Currently, fathers must have continuously worked for the same employer for 26 weeks up to the qualifying week, the 15th week before a baby is due, to qualify for statutory paternity leave. If they qualify for statutory paternity pay too, this is paid at a weekly rate of £187.18, or 90% of earnings if lower.
In March 2024, research by campaigners Pregnant Then Screwed showed only three in five fathers took paternity leave. A key reason cited for not taking time off was affordability. With fathers missing out on important bonding time, and mothers having partner support removed so quickly, the campaign for better paternity rights has increasingly gathered airtime.
The bill does improve the position of new fathers to an extent. Statutory paternity leave would become a day one right, meaning the 26-week qualification period is removed. The right to paternity pay is another matter; in short the pay element is not included in the new day one rights.
Under current proposals, fathers will still need to have worked for the same employer for 26 weeks up to the qualifying week before being eligible for statutory paternity pay. As that is 15 weeks before the baby is due, in practical terms, an employee would need to have worked for their employer for around nine months by the time their baby is born to receive any statutory paternity pay.

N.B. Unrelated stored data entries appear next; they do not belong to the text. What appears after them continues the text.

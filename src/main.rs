//! condasetup CLI Entry Point
//!
//! Runs as a pipeline step. Inputs are read from the agent's `INPUT_*`
//! variables and can be overridden with flags.
//!
//! # Usage
//!
//! ```bash
//! # Create and activate an environment named "py311"
//! condasetup --environment-name py311 --package-specs "python=3.11 numpy"
//!
//! # Just put Conda on PATH and install into base
//! condasetup --package-specs pytest
//! ```

use std::env;
use std::process::ExitCode;

use log::info;

use condasetup::agent::{Agent, HttpDownloader, PipelineAgent};
use condasetup::config::CliAction;
use condasetup::environment::DeferredInstallLocation;
use condasetup::process::SystemRunner;
use condasetup::{run_task, Platform, SetupContext, TaskInputs, APP_NAME, VERSION};

/// Configures the logging system with appropriate formatting.
fn setup_logging(verbose: bool) {
    let level = if verbose { "debug" } else { "info" };

    env_logger::Builder::from_env(env_logger::Env::default().default_filter_or(level))
        .format(|buf, record| {
            use std::io::Write;

            match record.level() {
                log::Level::Warn | log::Level::Error => {
                    writeln!(buf, "[{}] {}", record.level(), record.args())
                }
                _ => writeln!(buf, "{}", record.args()),
            }
        })
        .init();
}

/// Prints usage information.
fn print_usage() {
    println!("Usage: condasetup [OPTIONS]");
    println!();
    println!("Options:");
    println!("  --environment-name NAME   Create and activate <conda>/envs/NAME");
    println!("  --package-specs SPECS     Packages to install, e.g. \"numpy=1.2 scipy\"");
    println!("  --create-options FLAGS    Extra flags for 'conda create'");
    println!("  --install-options FLAGS   Extra flags for 'conda install' into base");
    println!("  --clean-environment       Delete the environment before creating it");
    println!("  --no-custom-environment   Use the base environment");
    println!("  --no-update-conda         Skip 'conda update'");
    println!("  --verbose                 Enable debug logging");
    println!("  --help                    Show this help message");
    println!("  --version                 Show version information");
    println!();
    println!("Each option can also be given as an INPUT_* variable, e.g. INPUT_ENVIRONMENTNAME.");
}

/// Main application entry point.
async fn run() -> Result<(), Box<dyn std::error::Error>> {
    let args: Vec<String> = env::args().skip(1).collect();

    let mut inputs = TaskInputs::from_env()?;
    let verbose = match inputs.apply_args(&args)? {
        CliAction::Help => {
            print_usage();
            return Ok(());
        }
        CliAction::Version => {
            println!("{} {}", APP_NAME, VERSION);
            return Ok(());
        }
        CliAction::Run { verbose } => verbose,
    };

    setup_logging(verbose);

    let platform = Platform::current();
    info!("{} v{} on {}", APP_NAME, VERSION, platform);

    let agent = PipelineAgent;
    let location = DeferredInstallLocation::new(move || agent.tools_directory());
    let downloader = HttpDownloader::new();

    let ctx = SetupContext {
        agent: &agent,
        downloader: &downloader,
        runner: &SystemRunner,
        location: &location,
        platform,
    };

    let outcome = run_task(&inputs, &ctx).await?;

    info!(
        "Conda at {} is ready; active environment '{}' ({})",
        outcome.root.display(),
        outcome.environment,
        outcome.prefix.display()
    );
    Ok(())
}

// Single-threaded: PipelineAgent mutates the process environment.
#[tokio::main(flavor = "current_thread")]
async fn main() -> ExitCode {
    match run().await {
        Ok(()) => ExitCode::SUCCESS,
        Err(e) => {
            eprintln!();
            eprintln!("Error: {}", e);
            ExitCode::FAILURE
        }
    }
}
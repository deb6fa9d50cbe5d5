//! Build Agent Integration
//!
//! The setup flow talks to the build agent only through the [`Agent`] and
//! [`Downloader`] traits. [`PipelineAgent`] is the production implementation:
//! it publishes state to later pipeline steps with logging commands written
//! to stdout and mirrors the same changes into this process's environment.

pub mod download;

use std::env;
use std::ffi::OsString;
use std::path::{Path, PathBuf};

use log::{debug, warn};

pub use download::{Downloader, HttpDownloader};

/// Agent variable holding the agent-scoped tool cache directory.
pub const TOOLS_DIRECTORY_VAR: &str = "AGENT_TOOLSDIRECTORY";

/// Agent variable holding the agent-scoped temporary directory.
pub const TEMP_DIRECTORY_VAR: &str = "AGENT_TEMPDIRECTORY";

/// Capabilities the build agent provides to a task.
pub trait Agent: Send + Sync {
    /// Resolves an executable name against the current PATH.
    fn resolve_on_path(&self, executable: &str) -> Option<PathBuf>;

    /// Reads a variable; empty values count as unset.
    fn get_variable(&self, name: &str) -> Option<String>;

    /// Sets a variable for this step and every later step in the job.
    fn set_variable(&self, name: &str, value: &str);

    fn temp_directory(&self) -> PathBuf;

    fn tools_directory(&self) -> PathBuf;

    /// Prepends an entry to PATH for this step and every later step.
    fn prepend_path(&self, entry: &Path);
}

/// Agent backed by the real process environment and the pipeline's
/// stdout logging-command channel.
#[derive(Debug, Default, Clone, Copy)]
pub struct PipelineAgent;

impl Agent for PipelineAgent {
    fn resolve_on_path(&self, executable: &str) -> Option<PathBuf> {
        match which::which(executable) {
            Ok(path) => Some(path),
            Err(e) => {
                debug!("'{}' not found on PATH: {}", executable, e);
                None
            }
        }
    }

    fn get_variable(&self, name: &str) -> Option<String> {
        env::var(name).ok().filter(|value| !value.is_empty())
    }

    fn set_variable(&self, name: &str, value: &str) {
        println!("{}", set_variable_command(name, value));
        env::set_var(name, value);
    }

    fn temp_directory(&self) -> PathBuf {
        self.get_variable(TEMP_DIRECTORY_VAR)
            .map(PathBuf::from)
            .unwrap_or_else(env::temp_dir)
    }

    fn tools_directory(&self) -> PathBuf {
        if let Some(dir) = self.get_variable(TOOLS_DIRECTORY_VAR) {
            return PathBuf::from(dir);
        }

        // Outside a pipeline, keep tools in a per-user directory.
        let home = env::var("HOME")
            .or_else(|_| env::var("USERPROFILE"))
            .unwrap_or_else(|_| ".".to_string());
        let dir = PathBuf::from(home).join(".condasetup").join("tools");
        debug!(
            "{} is not set, using {}",
            TOOLS_DIRECTORY_VAR,
            dir.display()
        );
        dir
    }

    fn prepend_path(&self, entry: &Path) {
        println!("{}", prepend_path_command(entry));

        match prepended_path_value(env::var_os("PATH"), entry) {
            Ok(path) => env::set_var("PATH", path),
            Err(e) => warn!("Could not add {} to PATH: {}", entry.display(), e),
        }
    }
}

/// `##vso[task.setvariable]` command publishing `name=value`.
pub fn set_variable_command(name: &str, value: &str) -> String {
    format!(
        "##vso[task.setvariable variable={}]{}",
        escape_property(name),
        escape_data(value)
    )
}

/// `##vso[task.prependpath]` command publishing a PATH entry.
pub fn prepend_path_command(entry: &Path) -> String {
    format!(
        "##vso[task.prependpath]{}",
        escape_data(&entry.display().to_string())
    )
}

fn escape_data(value: &str) -> String {
    value
        .replace('%', "%AZP25")
        .replace('\r', "%0D")
        .replace('\n', "%0A")
}

fn escape_property(value: &str) -> String {
    escape_data(value).replace(']', "%5D").replace(';', "%3B")
}

/// Builds the PATH value with `entry` placed first.
fn prepended_path_value(
    current: Option<OsString>,
    entry: &Path,
) -> Result<OsString, env::JoinPathsError> {
    let mut entries = vec![entry.to_path_buf()];
    if let Some(current) = current {
        entries.extend(env::split_paths(&current));
    }
    env::join_paths(entries)
}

Even with paternity leave available from day one of employment, the proposals compare woefully to the paternity offerings from our European neighbours. Pre-eminent House of Lords peers have pushed for amendments for better-paid rights for fathers and co-parents. We will have to watch this space as the bill returns to the Commons, but no doubt this, like so many issues, could meet with reluctance to increase the costs of the bill’s changes any further.